Despite his inclinations to try and do it all himself, Michael did hire someone. Output improved immediately, which allowed the company to take on new clients. The quality of work he was able to achieve with help meant lots of word of mouth referrals. Eventually, he had to hire another person, then another. Now, his company boasts six employees and two contractors on staff.
“I’ve grown to trust my team, and as a result I’ve empowered my employees to make the kinds of decisions that need to be made,” he says. “At this point, I feel like my business is self sustaining.”
Which isn’t to say he’s completely hands off. During Full Sail’s Seventh Annual Hall of Fame Week, Michael stopped by the Full Sail On Air Studio to chat with Web Design & Development Program Director Chris Burke. While there, he further explained his approach for running a lean distributed team.
A big part of Michael’s business strategy, and one he tries to impress upon clients, is banishing notions of what a startup should be. “There’s a huge misconception that all startups are or should be completely tech based, and that simply isn’t true,” he says. “If you take a hard look at any industry, you’ll find that most things have already been invented. So it’s less about inventing something from the ground up, and more about improving on something that already exists.”
He points to companies like Casper—a business focused on re-inventing the way people buy mattresses—as an example of taking a process that’s antiquated and using creative problem solving to make it better. Building a brand you believe in has a positive ripple effect that extends to clients and customers, as Michael explains in the following clip.
When launching a business, it’s important to build trust in the community as well. It’s one of the reasons Michael is so passionate about Startup Weekend, which bills itself as “an intense 54 hour event which focuses on building a web or mobile application which could form the basis of a credible business over the course of a weekend.” A big part of what Michael tries to accomplish during Startup Weekend is simply putting the right people in contact with each other. For those looking unable to attend an event, he suggests seeking out other ways to connect.

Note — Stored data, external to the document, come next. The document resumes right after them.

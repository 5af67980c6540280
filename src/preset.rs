//! Preset records: the serializable form of a pipeline.

use std::path::Path;

use anyhow::Context;
use rand::rngs::StdRng;
use rand::seq::index;
use rand::{Rng, SeedableRng};
use serde::{Deserialize, Serialize};

use crate::effects::{Catalog, EffectKind, ParamSet};
use crate::pipeline::{EffectInstance, Pipeline};

pub const PRESET_VERSION: &str = "1.0";

const MAX_RANDOM_EFFECTS: usize = 3;
const MAX_EFFECT_SEED: u64 = (1 << 31) - 1;

#[derive(Debug, Clone, PartialEq, Serialize, Deserialize)]
pub struct EffectRecord {
    #[serde(rename = "class")]
    pub identifier: String,
    #[serde(default)]
    pub params: ParamSet,
    #[serde(default = "enabled_by_default")]
    pub enabled: bool,
}

fn enabled_by_default() -> bool {
    true
}

#[derive(Debug, Clone, Default, PartialEq, Serialize, Deserialize)]
pub struct PipelineRecord {
    #[serde(default)]
    pub effects: Vec<EffectRecord>,
}

#[derive(Serialize)]
struct PresetFile<'a> {
    version: &'a str,
    pipeline: &'a PipelineRecord,
}

pub fn encode(pipeline: &Pipeline) -> PipelineRecord {
    PipelineRecord {
        effects: pipeline
            .effects()
            .iter()
            .map(|e| EffectRecord {
                identifier: e.kind.identifier().to_string(),
                params: e.params.clone(),
                enabled: e.enabled,
            })
            .collect(),
    }
}

/// Builds a fresh pipeline from `record`. Records naming effects the catalog
/// does not know are skipped.
pub fn decode(record: &PipelineRecord, catalog: &Catalog) -> Pipeline {
    let mut pipeline = Pipeline::new();
    decode_into(&mut pipeline, record, catalog);
    pipeline
}

/// Replaces the contents of `pipeline` with `record`, resetting its history
/// but keeping its history cap.
pub fn decode_into(pipeline: &mut Pipeline, record: &PipelineRecord, catalog: &Catalog) {
    let effects = record
        .effects
        .iter()
        .filter_map(|r| match catalog.get(&r.identifier) {
            Some(kind) => Some(EffectInstance {
                kind,
                params: r.params.clone(),
                enabled: r.enabled,
            }),
            None => {
                tracing::warn!(class = %r.identifier, "skipping unknown effect in preset");
                None
            }
        })
        .collect();
    pipeline.replace_effects(effects);
}

/// Picks `count` distinct effects (1 to 3 when `None`) and randomizes each
/// from its defaults with its own seed.
pub fn random_preset<R>(catalog: &Catalog, count: Option<usize>, rng: &mut R) -> PipelineRecord
where
    R: Rng + ?Sized,
{
    let kinds: Vec<EffectKind> = catalog.iter().collect();
    let count = count
        .unwrap_or_else(|| rng.random_range(1..=MAX_RANDOM_EFFECTS))
        .min(kinds.len());

    let effects = index::sample(rng, kinds.len(), count)
        .into_iter()
        .map(|i| {
            let kind = kinds[i];
            let seed = rng.random_range(0..=MAX_EFFECT_SEED);
            EffectRecord {
                identifier: kind.identifier().to_string(),
                params: kind.randomize(&kind.default_params(), seed),
                enabled: true,
            }
        })
        .collect();
    PipelineRecord { effects }
}

pub fn random_preset_seeded(catalog: &Catalog, count: Option<usize>, seed: u64) -> PipelineRecord {
    let mut rng = StdRng::seed_from_u64(seed);
    random_preset(catalog, count, &mut rng)
}

/// Serializes `record` inside the versioned preset wrapper.
pub fn to_json(record: &PipelineRecord) -> anyhow::Result<String> {
    let file = PresetFile {
        version: PRESET_VERSION,
        pipeline: record,
    };
    Ok(serde_json::to_string_pretty(&file)?)
}

/// Parses a preset document. Both the versioned wrapper and a bare pipeline
/// object are accepted.
pub fn from_json(json: &str) -> Option<PipelineRecord> {
    let parsed = serde_json::from_str::<serde_json::Value>(json).and_then(|mut value| {
        let pipeline = match value.get_mut("pipeline").map(serde_json::Value::take) {
            Some(inner) => inner,
            None => value,
        };
        serde_json::from_value::<PipelineRecord>(pipeline)
    });
    match parsed {
        Ok(record) => Some(record),
        Err(err) => {
            tracing::warn!("invalid preset: {err}");
            None
        }
    }
}

pub fn save(record: &PipelineRecord, path: &Path) -> anyhow::Result<()> {
    if let Some(parent) = path.parent().filter(|p| !p.as_os_str().is_empty()) {
        std::fs::create_dir_all(parent)
            .with_context(|| format!("creating {}", parent.display()))?;
    }
    let json = to_json(record)?;
    std::fs::write(path, json).with_context(|| format!("writing preset {}", path.display()))?;
    Ok(())
}

pub fn load(path: &Path) -> Option<PipelineRecord> {
    match std::fs::read_to_string(path) {
        Ok(json) => from_json(&json),
        Err(err) => {
            tracing::warn!(path = %path.display(), "cannot read preset: {err}");
            None
        }
    }
}

#[cfg(test)]
mod tests {
    use rand::SeedableRng;
    use rand::rngs::StdRng;

    use super::{
        EffectRecord, PipelineRecord, decode, decode_into, encode, from_json, load, random_preset,
        random_preset_seeded, save, to_json,
    };
    use crate::effects::{Catalog, EffectKind, ParamSet};
    use crate::pipeline::Pipeline;

    fn sample_pipeline() -> Pipeline {
        let mut p = Pipeline::new();
        p.add_default(EffectKind::ShiftRowsColumns);
        p.add(EffectKind::Posterize, ParamSet::new().with("levels", 4));
        p.add_default(EffectKind::SharpenBlur);
        p.set_enabled(1, false);
        p
    }

    #[test]
    fn encode_decode_preserves_order_params_and_flags() {
        let p = sample_pipeline();
        let back = decode(&encode(&p), &Catalog::builtin());
        assert_eq!(back.effects(), p.effects());
        assert!(!back.can_undo());
    }

    #[test]
    fn json_round_trip_uses_versioned_wrapper() {
        let record = encode(&sample_pipeline());
        let json = to_json(&record).unwrap();
        let value: serde_json::Value = serde_json::from_str(&json).unwrap();
        assert_eq!(value["version"], "1.0");
        assert_eq!(value["pipeline"]["effects"][1]["class"], "Posterize");
        assert_eq!(value["pipeline"]["effects"][1]["enabled"], false);
        assert_eq!(from_json(&json), Some(record));
    }

    #[test]
    fn bare_pipeline_and_missing_fields_are_accepted() {
        let json = r#"{"effects":[{"class":"Crop"},{"class":"Grain","params":{"amount":0.5}}]}"#;
        let record = from_json(json).unwrap();
        assert_eq!(
            record.effects[0],
            EffectRecord {
                identifier: "Crop".into(),
                params: ParamSet::new(),
                enabled: true,
            }
        );
        assert_eq!(record.effects[1].params.float("amount", 0.0), 0.5);
    }

    #[test]
    fn odd_param_values_do_not_reject_the_preset() {
        let json = r#"{"version":"1.0","pipeline":{"effects":[
            {"class":"Posterize","params":{"levels":4,"palette":null,"stops":[1,2]}}
        ]}}"#;
        let record = from_json(json).unwrap();
        let p = decode(&record, &Catalog::builtin());
        assert_eq!(p.len(), 1);
        assert_eq!(p.effects()[0].params.int("levels", 8), 4);
        assert_eq!(p.effects()[0].params.len(), 3);
    }

    #[test]
    fn malformed_documents_yield_none() {
        assert_eq!(from_json("not json"), None);
        assert_eq!(from_json(r#"{"effects":[{"params":{}}]}"#), None);
        assert_eq!(from_json(r#"{"version":"1.0","pipeline":42}"#), None);
    }

    #[test]
    fn unknown_classes_are_skipped() {
        let record = PipelineRecord {
            effects: vec![
                EffectRecord {
                    identifier: "Vignette".into(),
                    params: ParamSet::new(),
                    enabled: true,
                },
                EffectRecord {
                    identifier: "Warp".into(),
                    params: ParamSet::new(),
                    enabled: true,
                },
            ],
        };
        let p = decode(&record, &Catalog::builtin());
        assert_eq!(p.len(), 1);
        assert_eq!(p.effects()[0].kind, EffectKind::Warp);

        let restricted = Catalog::from_kinds([EffectKind::Crop]);
        assert!(decode(&record, &restricted).is_empty());
    }

    #[test]
    fn decode_into_resets_existing_history() {
        let mut p = sample_pipeline();
        assert!(p.can_undo());
        decode_into(&mut p, &PipelineRecord::default(), &Catalog::builtin());
        assert!(p.is_empty());
        assert!(!p.can_undo());
    }

    #[test]
    fn random_presets_pick_distinct_effects() {
        let catalog = Catalog::builtin();
        let mut rng = StdRng::seed_from_u64(4);
        for _ in 0..20 {
            let record = random_preset(&catalog, None, &mut rng);
            assert!((1..=3).contains(&record.effects.len()));
            let mut ids: Vec<&str> = record.effects.iter().map(|e| e.identifier.as_str()).collect();
            ids.sort();
            ids.dedup();
            assert_eq!(ids.len(), record.effects.len());
        }
        let all = random_preset(&catalog, Some(50), &mut rng);
        assert_eq!(all.effects.len(), catalog.len());
    }

    #[test]
    fn seeded_random_preset_is_reproducible() {
        let catalog = Catalog::builtin();
        assert_eq!(
            random_preset_seeded(&catalog, Some(2), 99),
            random_preset_seeded(&catalog, Some(2), 99)
        );
    }

    #[test]
    fn save_and_load_through_disk() {
        let dir = tempfile::tempdir().unwrap();
        let path = dir.path().join("nested").join("glitch.json");
        let record = random_preset_seeded(&Catalog::builtin(), Some(3), 1);
        save(&record, &path).unwrap();
        assert_eq!(load(&path), Some(record));
        assert_eq!(load(&dir.path().join("missing.json")), None);
    }
}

“Co-working spaces are a great environment for a new business, because it puts you in contact with other startups and people. It gives you a chance to network and vibe with people who might be in a position to help you down the line.”
Making contacts isn’t always easy, but it’s an essential skill for any business owner to have. In this clip from the Full Sail On Air Studio session, Michael discusses the importance of soft skills both as a networking tool and as a way to garner a client base.
Being a part of a supportive community also helps limit the fallout from setbacks. “Most businesses are going to fail in their first iteration, but it’s better to fail fast and learn from it,” says Michael.
Starting any business—even one that has moonshot potential—is a risk. Embracing the concept of failure early on will make it easier to pivot an idea down the line, which could mean the difference between staying alive in an increasingly flooded market versus ending up dead in the water.